Safety and effectiveness of metformin plus lifestyle intervention compared with lifestyle intervention alone in preventing progression to diabetes in a Chinese population with impaired glucose regulation: a multicentre, open-label, randomised controlled trial

医学 糖耐量受损 空腹血糖受损 二甲双胍 糖尿病 2型糖尿病 随机对照试验 人口 内科学 物理疗法 内分泌学 环境卫生
作者
Lihui Zhang,Yunliang Zhang,Sheng'ai Shen,Xueying Wang,Luling Dong,Qiuyun Li,Weidong Ren,Yufeng Li,Jianling Bai,Qiuhong Gong,Hongyu Kuang,Lin Qi,Qiang Lü,Wenli Cheng,Yanjie Liu,Shuang Yan,Dong‐Hong Wu,Hui Fang,Fang Hou,Yingju Wang
出处
期刊:The Lancet Diabetes & Endocrinology [Elsevier BV]
卷期号:11 (8): 567-577 被引量:77
标识
DOI:10.1016/s2213-8587(23)00132-8
摘要

Summary

Background

Impaired glucose regulation (defined as either impaired glucose tolerance or impaired fasting glucose) is an important risk factor for the development of diabetes. We aimed to evaluate the safety and effectiveness of metformin plus lifestyle intervention compared with lifestyle intervention alone in preventing diabetes in Chinese participants with impaired glucose regulation.

Methods

We did a multicentre, open-label, randomised controlled trial at 43 endocrinology departments in general hospitals across China. Eligible participants were individuals with impaired glucose regulation (ie, impaired glucose tolerance or impaired fasting glucose, or both), men or women aged 18–70 years with a BMI of 21–32 kg/m2. Eligible participants were randomly assigned (1:1) via a computer-generated randomisation to receive either standard lifestyle intervention alone or metformin (850 mg orally once per day for the first 2 weeks and titrated to 1700 mg orally per day [850 mg twice per day]) plus lifestyle intervention. Block randomisation was used with a block size of four, stratified by glucose status (impaired fasting glucose or impaired glucose tolerance), hypertension, and use of any anti-hypertensive medication. Lifestyle intervention advice was given by investigators at all participating sites.
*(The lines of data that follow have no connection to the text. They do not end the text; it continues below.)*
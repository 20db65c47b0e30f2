use std::sync::Arc;

use crate::cell::Cell;
use crate::cell_locator::{CacheMode, CellLocator};
use crate::cell_tree::{CellTree, Frame, TreeConfig};
use crate::error::LocatorError;
use crate::geometry::Point3;
use crate::mesh::VolumeMesh;

/// A cell locator backed by a [`CellTree`].
///
/// It supports every kind of cells. Building the tree takes `O(n log n)` time for a mesh with `n`
/// cells, after which each query visits `O(log n)` nodes on well-shaped meshes.
///
/// With [`CacheMode::Half`] a query starts from the parent of the leaf of the previous hit, and
/// with [`CacheMode::Full`] it resumes the previous traversal right where it stopped. Both pay
/// off when successive query points are close to each other, e.g. along a streamline.
///
/// # Example
///
/// ```
/// use volloc::{CellLocator, CellTreeLocator, CellType, VolumeMesh};
///
/// let mesh = VolumeMesh::grid(CellType::Hexahedron, [0.; 3], [1.; 3], [4, 4, 4])?;
/// let mut locator = CellTreeLocator::new();
/// locator.attach(&mesh)?;
/// locator.build()?;
///
/// assert_eq!(locator.find_cell(&[0.1, 0.1, 0.1]), Some(0));
/// assert_eq!(locator.find_cell(&[2., 0., 0.]), None);
/// # Ok::<(), anyhow::Error>(())
/// ```
#[derive(Debug, Clone, Default)]
pub struct CellTreeLocator<'a> {
    mesh: Option<&'a VolumeMesh>,
    cell: Option<Cell<'a>>,
    tree: Option<Arc<CellTree>>,
    config: TreeConfig,
    cache_mode: CacheMode,
    cache: Cache,
}

#[derive(Debug, Clone, Default)]
struct Cache {
    // Parent of the leaf of the last hit
    seed: Option<usize>,
    // Traversal stack at the last hit
    snapshot: Vec<Frame>,
    // Stack of the search among several cells containing the point
    scratch: Vec<Frame>,
}

impl<'a> CellTreeLocator<'a> {
    pub fn new() -> Self {
        Self::default()
    }

    pub fn with_config(config: TreeConfig) -> Self {
        Self {
            config,
            ..Self::default()
        }
    }

    pub fn config(&self) -> &TreeConfig {
        &self.config
    }

    /// The tree, once built.
    pub fn tree(&self) -> Option<&CellTree> {
        self.tree.as_deref()
    }
}

impl<'a> CellLocator<'a> for CellTreeLocator<'a> {
    fn attach(&mut self, mesh: &'a VolumeMesh) -> Result<(), LocatorError> {
        self.mesh = Some(mesh);
        self.cell = Some(Cell::new(mesh));
        self.tree = None;
        self.clear_cache();
        Ok(())
    }

    fn build(&mut self) -> Result<(), LocatorError> {
        let mesh = self.mesh.ok_or(LocatorError::NotAttached)?;
        let tree = CellTree::build(mesh, &self.config)?;
        self.cache.snapshot = tree.new_stack();
        self.cache.seed = None;
        self.tree = Some(Arc::new(tree));
        Ok(())
    }

    fn cache_mode(&self) -> CacheMode {
        self.cache_mode
    }

    fn set_cache_mode(&mut self, mode: CacheMode) {
        self.cache_mode = mode;
        self.clear_cache();
    }

    fn clear_cache(&mut self) {
        self.cache.seed = None;
        self.cache.snapshot.clear();
    }

    fn try_find_cell(&mut self, point: &Point3) -> Result<Option<usize>, LocatorError> {
        let (Some(cell), Some(tree)) = (self.cell.as_mut(), self.tree.as_deref()) else {
            return Err(LocatorError::NotBuilt);
        };
        let mut contains = |idx: usize| {
            cell.bind(idx);
            cell.contains(point)
        };

        let Cache {
            seed,
            snapshot,
            scratch,
        } = &mut self.cache;
        let hit = match self.cache_mode {
            CacheMode::Off => tree.find(point, snapshot, &mut contains),
            CacheMode::Half => {
                let hit = match *seed {
                    Some(seed) => tree.find_seeded(point, seed, snapshot, &mut contains),
                    None => tree.find(point, snapshot, &mut contains),
                };
                if let Some(hit) = hit {
                    *seed = Some(hit.parent);
                }
                hit
            }
            CacheMode::Full => tree.find_resumed(point, snapshot, &mut contains),
        };
        if self.cache_mode != CacheMode::Full {
            snapshot.clear();
        }
        let Some(hit) = hit else {
            return Ok(None);
        };

        // The first cell found depends on where the search started, settle ties on faces
        cell.bind(hit.cell);
        if !cell.is_near_boundary(point) {
            return Ok(Some(hit.cell));
        }
        let mut contains = |idx: usize| {
            cell.bind(idx);
            cell.contains(point)
        };
        let smallest = tree.find_smallest(point, scratch, &mut contains);
        Ok(Some(smallest.map_or(hit.cell, |smallest| smallest.min(hit.cell))))
    }
}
The primary endpoint was the incidence of newly diagnosed diabetes at the end of the 2-year follow-up. Analysis was done using the full analysis set and per-protocol set. This study is registered with ClinicalTrials.gov, number NCT03441750, and is completed.

Findings

Between April, 2017, and June, 2019, 3881 individuals were assessed for eligibility, of which 1678 (43·2%) participants were randomly assigned to either the metformin plus lifestyle intervention group (n=831) or the lifestyle intervention alone group (n=847) and received the allocated intervention at least once. During a median follow-up of 2·03 years, the incidence rate of diabetes was 17·27 (95% CI 15·19–19·56) per 100 person-years in the metformin plus lifestyle intervention group and 19·83 (17·67–22·18) per 100 person-years in the lifestyle intervention alone group. The metformin plus lifestyle intervention group showed a 17% lower risk of developing diabetes than the lifestyle intervention alone group (HR 0·83 [95% CI 0·70–0·99]; log-rank p=0·043). A higher proportion of participants in the metformin plus lifestyle intervention group reported adverse events than in the lifestyle intervention alone group, primarily due to more gastrointestinal adverse events. The percentage of participants reporting a serious adverse event was similar in both groups.

Interpretation

Metformin plus lifestyle intervention further reduced the risk of developing diabetes than lifestyle intervention alone in Chinese people with impaired glucose regulation, showing additional benefits of combined intervention in preventing progression to diabetes without new safety concerns.

Funding

Merck Serono China, an affiliate of Merck KGaA, Darmstadt, Germany.

Translation

For the Chinese translation of the abstract see Supplementary Materials section.